Photography as a tool of painting also makes an appearance in the Taos gallery. Various photographs depict Ben Lujan (n.d.) and Jerry Mirabal (n.d.) posing for painters Joseph Henry Sharp (1859–1953) and E. Irving Couse (1866–1933). They look uncomfortable as they assume unnatural postures. One photograph is even covered by a grid—an artist’s technique that unintentionally evokes the uncomfortable history of ethnographic and physiognomic portraiture that used grids as backdrops for standardizing photographs. Their awkward stiffness similarly recalls the paintings such as Gérôme’s Snake Charmer (1879), so brilliantly described by Nochlin: “taxidermy rather than ethnography seems to be the informing discipline here: these images have something of the sense of specimens stuffed and mounted within settings of irreproachable accuracy and displayed in airless cases.”‍[7] By bringing in photographs that show the conditions of the studio, the curatorial team helps make tangible the potentially fraught interactions between artists and their models. As in recent exhibitions like Posing Modernity: The Black Model from Manet and Matisse to Today at the Wallach Gallery (2018–19) and its French counterpart La Modèle noire, de Géricault à Matisse at the Musée d’Orsay (2019),‍[8] this exhibition foregrounds the interaction between white artists and non-white models. As is often the case, many of the figures who posed for paintings in other galleries unfortunately remain anonymous. When the models are forgotten, debates about the ethics of depicting other cultures can shade into abstractions around general issues of appropriation. Here, the representations of named people force us to reflect on these models’ lived realities more viscerally.

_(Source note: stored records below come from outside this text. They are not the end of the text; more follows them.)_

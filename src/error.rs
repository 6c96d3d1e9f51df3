//! Error types for the change-detection core.

use thiserror::Error;

/// Errors raised while snapshotting a file tree from disk.
#[derive(Debug, Error)]
pub enum SnapshotError {
    #[error("Invalid path: {0}")]
    InvalidPath(String),

    #[error("Snapshot I/O error: {0}")]
    IoError(#[from] std::io::Error),
}

/// Recoverable failures while decoding a persisted fingerprint.
///
/// The surrounding cache layer treats any of these as a cache miss and
/// recomputes the fingerprint from scratch.
#[derive(Debug, Error)]
pub enum DecodeError {
    #[error("Unexpected end of input: {0}")]
    IoError(#[from] std::io::Error),

    #[error("Invalid boolean byte: {0:#04x}")]
    InvalidBoolean(u8),

    #[error("Malformed variable-length integer")]
    MalformedVarInt,

    #[error("Invalid UTF-8 in string: {0}")]
    InvalidString(#[from] std::string::FromUtf8Error),

    #[error("Unknown compare strategy ordinal: {0}")]
    UnknownCompareStrategy(u64),

    #[error("Unknown file type ordinal: {0}")]
    UnknownFileType(u64),

    #[error("Duplicate fingerprint key: {0}")]
    DuplicateKey(String),

    #[error("Not a fingerprint store entry (bad magic)")]
    BadMagic,

    #[error("Unsupported fingerprint format version {found} (supported: {supported})")]
    UnsupportedVersion { found: u64, supported: u64 },
}

/// Errors raised by fingerprint operations.
#[derive(Debug, Error)]
pub enum FingerprintError {
    #[error("Roots are not retained by this fingerprint")]
    RootsUnavailable,

    #[error(transparent)]
    Decode(#[from] DecodeError),
}

/// Errors raised by the on-disk fingerprint store.
#[derive(Debug, Error)]
pub enum StoreError {
    #[error("Store I/O error: {0}")]
    IoError(#[from] std::io::Error),

    #[error("Failed to decode stored fingerprint: {0}")]
    Decode(#[from] DecodeError),
}
//! File collection fingerprinting
//!
//! Converts physical snapshot trees into normalized, comparable, hashable,
//! persistable fingerprints. A fingerprinting strategy flattens the trees
//! into an ordered mapping from a normalization key to a per-entry record;
//! a compare strategy defines how two mappings are diffed and how one
//! mapping folds into a single digest.

pub mod changes;
pub mod collection;
pub mod compare;
pub mod serializer;
pub mod strategy;

pub use changes::{ChangeKind, ChangeVisitor, CollectingChangeVisitor, FileChange};
pub use collection::FileCollectionFingerprint;
pub use compare::FingerprintCompareStrategy;
pub use serializer::FingerprintSerializer;
pub use strategy::FingerprintingStrategy;

use crate::types::Hash;
use std::collections::HashMap;
use std::sync::Arc;

/// File-type tag of a normalized entry. Ordinals are persisted and must
/// stay stable.
#[derive(Debug, Clone, Copy, PartialEq, Eq)]
pub enum FileType {
    RegularFile,
    Directory,
    Missing,
}

impl FileType {
    pub fn ordinal(&self) -> u64 {
        match self {
            FileType::RegularFile => 0,
            FileType::Directory => 1,
            FileType::Missing => 2,
        }
    }

    pub fn from_ordinal(ordinal: u64) -> Option<Self> {
        match ordinal {
            0 => Some(FileType::RegularFile),
            1 => Some(FileType::Directory),
            2 => Some(FileType::Missing),
            _ => None,
        }
    }
}

/// Per-entry record of a normalized mapping: the file-type tag and the
/// entry's digest. For regular files the digest is the content digest; for
/// directories and missing entries it is a fixed type signature, so that a
/// directory's identity in the mapping never depends on tree digests that
/// may be unknown for filtered walks.
#[derive(Debug, Clone, Copy, PartialEq, Eq)]
pub struct NormalizedSnapshot {
    pub file_type: FileType,
    pub hash: Hash,
}

/// Insertion-ordered mapping from normalization key to [`NormalizedSnapshot`].
///
/// Keys are unique; insertion order is preserved and is semantically
/// significant for order-sensitive compare strategies. Equality compares
/// entries in order.
#[derive(Debug, Clone, Default)]
pub struct NormalizedSnapshotMap {
    entries: Vec<(Arc<str>, NormalizedSnapshot)>,
    index: HashMap<Arc<str>, usize>,
}

impl NormalizedSnapshotMap {
    pub fn new() -> Self {
        Self::default()
    }

    /// Insert unless the key is already present. Returns whether the entry
    /// was inserted: the first occurrence of a key wins.
    pub fn insert_if_absent(&mut self, key: Arc<str>, snapshot: NormalizedSnapshot) -> bool {
        if self.index.contains_key(key.as_ref()) {
            return false;
        }
        self.index.insert(Arc::clone(&key), self.entries.len());
        self.entries.push((key, snapshot));
        true
    }

    pub fn get(&self, key: &str) -> Option<&NormalizedSnapshot> {
        self.index.get(key).map(|&i| &self.entries[i].1)
    }

    pub fn contains_key(&self, key: &str) -> bool {
        self.index.contains_key(key)
    }

    /// Entries in insertion order.
    pub fn iter(&self) -> impl Iterator<Item = (&Arc<str>, &NormalizedSnapshot)> {
        self.entries.iter().map(|(key, snapshot)| (key, snapshot))
    }

    /// Entries in insertion order, as a slice.
    pub fn entries(&self) -> &[(Arc<str>, NormalizedSnapshot)] {
        &self.entries
    }

    pub fn len(&self) -> usize {
        self.entries.len()
    }

    pub fn is_empty(&self) -> bool {
        self.entries.is_empty()
    }
}

impl PartialEq for NormalizedSnapshotMap {
    fn eq(&self, other: &Self) -> bool {
        self.entries == other.entries
    }
}

impl Eq for NormalizedSnapshotMap {}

Another question that lingers at the end of the exhibition evokes a query that Nochlin foregrounded in her 1983 critique: what is the real colonial history behind the art? The exhibition texts frequently invoke violence, but little information about the displacement of peoples, violence of colonial wars, or actual patterns of settlement are featured in the gallery. The catalogue, fortunately, provides such information, as in a detailed chronicle of Algerian governance by historian Jennifer E. Sessions. A similar essay on the Southwestern context would have been welcome. In the gallery itself, timelines and demographic numbers could better ground that history, but—more fittingly for an art exhibition—so could reproductions of visual documents like maps or even paintings that capture urban development in an almost documentary mode, like Jean‐Charles Langlois’s (1789–1870) Panorama of Algiers (1833). This exhibition goes further than most in invoking the material realities of colonial power, but it would be helpful to feature visual artifacts that directly speak to how these regions were managed and controlled, rather than sometimes leaving empire as an abstraction.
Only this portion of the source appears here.